A UK expats’ guide to living in Canada

Canada has all the makings of a dream expat location for British workers looking to relocate abroad. It’s currently enjoying a strong economy and a thriving jobs market, making it a great option for those looking to balance excellent career prospects with a high quality of living.
The large country is one of contrasts, with snowy mountains galore – a winter sport enthusiast’s dream – and warmer sun in the more southerly regions. Stretching from the Pacific Ocean in the west to the Atlantic Ocean in the east, Canada offers some of the world’s most beautiful landscapes and natural wonders, including the Rocky Mountains and Niagara Falls.
It’s not just its geography that makes it such an attractive location. It also has an exceptional healthcare system, good transportation and road networks, high-quality education and childcare, and modern cities. Find out more about moving to Canada here.

Where to live

As the country is so large – it spans six time zones – the biggest decision is deciding where to live. This may already be determined by a job role, but most expats are drawn to the large cities for work. Getting a working visa can be difficult, which is why the majority of expats move with employment in place.
One popular option is the cosmopolitan city of Toronto, which is packed with arts and culture, surrounded by the famous Great Lakes, and has a strong focus on healthy living. It’s also the business capital of Canada and is close to the border with the USA. Being in the east of the country also means that it is that bit closer to the UK for making essential trips back and forth to catch up with family and friends.
Calgary in Alberta is over in the west and is perfect for those looking to live close to the Rocky Mountains, among rolling foothills and wide open spaces.
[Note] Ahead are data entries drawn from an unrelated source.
//! SQLite backend for the SFE store.
//!
//! Wraps [`tokio_rusqlite`] so all database access runs on a dedicated thread
//! without blocking the async runtime.

mod encode;
mod schema;
mod store;

pub mod error;

pub use error::{Error, Result};
pub use store::SqliteStore;

#[cfg(test)]
mod tests;
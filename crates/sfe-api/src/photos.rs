//! Handlers for visit photos.
//!
//! | Method   | Path | Notes |
//! |----------|------|-------|
//! | `GET`    | `/reports/{id}/photos` | Metadata of the report's photos |
//! | `POST`   | `/reports/{id}/photos` | Multipart, one `file` part; owner only; draft reports only |
//! | `GET`    | `/photos/{id}` | Metadata |
//! | `GET`    | `/photos/{id}/raw` | The stored bytes with their media type |
//! | `DELETE` | `/photos/{id}` | Owner only; draft reports only |
//!
//! Files live under the configured photo directory as
//! `<first two hex digits>/<sha256>.<ext>`. Identical uploads share a file,
//! which is removed once no photo row references its hash.

use std::path::{Path as FsPath, PathBuf};

use axum::{
  Json,
  extract::{Multipart, Path, State},
  http::{StatusCode, header},
  response::IntoResponse,
};
use bytes::Bytes;
use chrono::Utc;
use sfe_core::{
  store::SalesStore,
  visit::{CallReport, Photo},
};
use sha2::{Digest, Sha256};
use tracing::{info, warn};
use uuid::Uuid;

use crate::{AppState, auth::Session, error::ApiError, scope};

// ─── Media types ──────────────────────────────────────────────────────────────

/// An accepted image format, recognised by its leading bytes.
#[derive(Debug, Clone, Copy, PartialEq, Eq)]
pub enum ImageKind {
  Jpeg,
  Png,
  Webp,
}

impl ImageKind {
  pub fn sniff(data: &[u8]) -> Option<Self> {
    if data.starts_with(&[0xFF, 0xD8, 0xFF]) {
      Some(ImageKind::Jpeg)
    } else if data.starts_with(&[0x89, b'P', b'N', b'G', 0x0D, 0x0A, 0x1A, 0x0A]) {
      Some(ImageKind::Png)
    } else if data.len() >= 12 && &data[0..4] == b"RIFF" && &data[8..12] == b"WEBP" {
      Some(ImageKind::Webp)
    } else {
      None
    }
  }

  pub fn media_type(self) -> &'static str {
    match self {
      ImageKind::Jpeg => "image/jpeg",
      ImageKind::Png => "image/png",
      ImageKind::Webp => "image/webp",
    }
  }

  pub fn extension(self) -> &'static str {
    match self {
      ImageKind::Jpeg => "jpg",
      ImageKind::Png => "png",
      ImageKind::Webp => "webp",
    }
  }
}

/// Storage path of a file relative to the photo directory.
fn relative_path(hash: &str, kind: ImageKind) -> String {
  format!("{}/{hash}.{}", &hash[..2], kind.extension())
}

// ─── File handling ────────────────────────────────────────────────────────────

async fn write_file(photo_dir: &FsPath, relative: &str, data: &[u8]) -> Result<(), ApiError> {
  let target = photo_dir.join(relative);
  if tokio::fs::try_exists(&target).await.unwrap_or(false) {
    return Ok(());
  }
  if let Some(parent) = target.parent() {
    tokio::fs::create_dir_all(parent)
      .await
      .map_err(|e| ApiError::Internal(format!("creating {}: {e}", parent.display())))?;
  }

  // Write then rename so a concurrent reader never sees a partial file.
  let staging = target.with_extension(format!("{}.part", Uuid::new_v4().simple()));
  tokio::fs::write(&staging, data)
    .await
    .map_err(|e| ApiError::Internal(format!("writing {}: {e}", staging.display())))?;
  tokio::fs::rename(&staging, &target)
    .await
    .map_err(|e| ApiError::Internal(format!("renaming {}: {e}", staging.display())))?;
  Ok(())
}

/// Remove the file behind `photo` once no photo row references its hash.
/// Called after the row itself is gone; failures are logged only.
pub(crate) async fn release_file<S: SalesStore>(store: &S, photo_dir: &FsPath, photo: &Photo) {
  match store.count_photos_with_hash(&photo.content_hash).await {
    Ok(0) => {}
    Ok(_) => return,
    Err(e) => {
      warn!(photo_id = %photo.photo_id, error = %e, "could not count photo references");
      return;
    }
  }
  let path: PathBuf = photo_dir.join(&photo.path);
  match tokio::fs::remove_file(&path).await {
    Ok(()) => info!(path = %path.display(), "photo file removed"),
    Err(e) if e.kind() == std::io::ErrorKind::NotFound => {}
    Err(e) => warn!(path = %path.display(), error = %e, "could not remove photo file"),
  }
}

fn ensure_owner(session: &Session, report: &CallReport) -> Result<(), ApiError> {
  if report.sr_id == session.user_id() {
    Ok(())
  } else {
    Err(ApiError::Forbidden("only the report's owner may change its photos".into()))
  }
}

// ─── Handlers ─────────────────────────────────────────────────────────────────

/// `GET /reports/{id}/photos`
pub async fn list<S>(
  State(state): State<AppState<S>>,
  session: Session,
  Path(report_id): Path<Uuid>,
) -> Result<Json<Vec<Photo>>, ApiError>
where
  S: SalesStore + 'static,
{
  let store = state.store.as_ref();
  scope::report(store, &session, report_id).await?;
  let photos = store.list_photos(report_id).await.map_err(ApiError::store)?;
  Ok(Json(photos))
}

/// `POST /reports/{id}/photos`
pub async fn upload<S>(
  State(state): State<AppState<S>>,
  session: Session,
  Path(report_id): Path<Uuid>,
  mut multipart: Multipart,
) -> Result<impl IntoResponse, ApiError>
where
  S: SalesStore + 'static,
{
  let store = state.store.as_ref();
  let report = scope::report(store, &session, report_id).await?;
  ensure_owner(&session, &report)?;
  report.ensure_photo_editable()?;

  let mut data: Option<Bytes> = None;
  while let Some(field) = multipart.next_field().await? {
    if field.name() == Some("file") {
      data = Some(field.bytes().await?);
      break;
    }
  }
  let data = data.ok_or_else(|| ApiError::BadRequest("missing multipart part `file`".into()))?;

  let max = state.config.max_photo_bytes;
  if data.len() > max {
    return Err(ApiError::PayloadTooLarge(format!(
      "photo is {} bytes; the limit is {max}",
      data.len()
    )));
  }
  if data.is_empty() {
    return Err(ApiError::BadRequest("photo is empty".into()));
  }
  let kind = ImageKind::sniff(&data).ok_or_else(|| {
    ApiError::UnsupportedMediaType("photos must be JPEG, PNG or WebP images".into())
  })?;

  let hash = hex::encode(Sha256::digest(&data));
  let path = relative_path(&hash, kind);
  write_file(&state.config.photo_dir, &path, &data).await?;

  let photo = Photo {
    photo_id: Uuid::new_v4(),
    report_id,
    company_id: session.company_id(),
    path,
    content_hash: hash,
    media_type: kind.media_type().to_owned(),
    size_bytes: data.len() as u64,
    uploaded_by: session.user_id(),
    uploaded_at: Utc::now(),
  };
  // The report may have been submitted since it was loaded.
  if let Err(e) = store.add_photo(&photo).await {
    release_file(store, &state.config.photo_dir, &photo).await;
    return Err(ApiError::store(e));
  }

  info!(
    photo_id = %photo.photo_id,
    report_id = %report_id,
    bytes = photo.size_bytes,
    media_type = %photo.media_type,
    "photo uploaded"
  );
  Ok((StatusCode::CREATED, Json(photo)))
}

/// `GET /photos/{id}`
pub async fn get_one<S>(
  State(state): State<AppState<S>>,
  session: Session,
  Path(id): Path<Uuid>,
) -> Result<Json<Photo>, ApiError>
where
  S: SalesStore + 'static,
{
  let (photo, _) = scope::photo(state.store.as_ref(), &session, id).await?;
  Ok(Json(photo))
}

/// `GET /photos/{id}/raw`
pub async fn raw<S>(
  State(state): State<AppState<S>>,
  session: Session,
  Path(id): Path<Uuid>,
) -> Result<impl IntoResponse, ApiError>
where
  S: SalesStore + 'static,
{
  let (photo, _) = scope::photo(state.store.as_ref(), &session, id).await?;
  let path = state.config.photo_dir.join(&photo.path);
  let data = match tokio::fs::read(&path).await {
    Ok(data) => data,
    Err(e) if e.kind() == std::io::ErrorKind::NotFound => {
      warn!(photo_id = %id, path = %path.display(), "photo file missing");
      return Err(ApiError::not_found("photo file", id));
    }
    Err(e) => return Err(ApiError::Internal(format!("reading {}: {e}", path.display()))),
  };

  Ok((
    [
      (header::CONTENT_TYPE, photo.media_type),
      (header::CACHE_CONTROL, "private, max-age=86400".to_owned()),
    ],
    Bytes::from(data),
  ))
}

/// `DELETE /photos/{id}`
pub async fn delete<S>(
  State(state): State<AppState<S>>,
  session: Session,
  Path(id): Path<Uuid>,
) -> Result<StatusCode, ApiError>
where
  S: SalesStore + 'static,
{
  let store = state.store.as_ref();
  let (photo, report) = scope::photo(store, &session, id).await?;
  ensure_owner(&session, &report)?;
  report.ensure_photo_editable()?;

  store.delete_photo(id).await.map_err(ApiError::store)?;
  release_file(store, &state.config.photo_dir, &photo).await;

  info!(photo_id = %id, report_id = %report.report_id, "photo deleted");
  Ok(StatusCode::NO_CONTENT)
}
It has a really high quality of life and a good work/life balance, making it attractive to families in particular. It’s further inland and residents spend a good portion of their time outside, despite the cold winters.
Other common expat locations in Canada include Toronto, Montreal, Ottawa and Vancouver, which all have their own particular perks.

Living the life

The biggest adjustment for many British expats to Canada is coping with the weather. It can get very cold, and dealing with the effects of snow and ice is just standard daily fare for locals. All services and facilities are well equipped to cope with the low temperatures, so it doesn’t disrupt infrastructure in the same way it does in the UK. The further south and closer to the border with the USA, the milder the winters, which is worth bearing in mind when picking a location.
The cost of living in cities can be high and so are the taxes, therefore it’s important to negotiate salaries to accommodate. However, there are some costs that are significantly lower than in other expat locations. For example, for those with a residence permit, children can attend a public school for free, and with a good standard of education it’s a popular option for long-term relocation. Most expats do use the public system, but there are private options and international schools if preferred, though the fees are very high.
The healthcare system is one of the biggest draws of the country. Standards are very high and some expats might be eligible for the country’s Medicare program, a government-funded national insurance scheme for basic services. Private medical insurance is also available, and while this costs a lot, it does ensure that the whole family can access the excellent healthcare facilities.
Overall, Canada offers safe and high-quality living. It ranks third in the HSBC Expat Explorer 2016 for its overall experience for expats, so it’s certainly worthy of consideration
Information correct at the time of publication.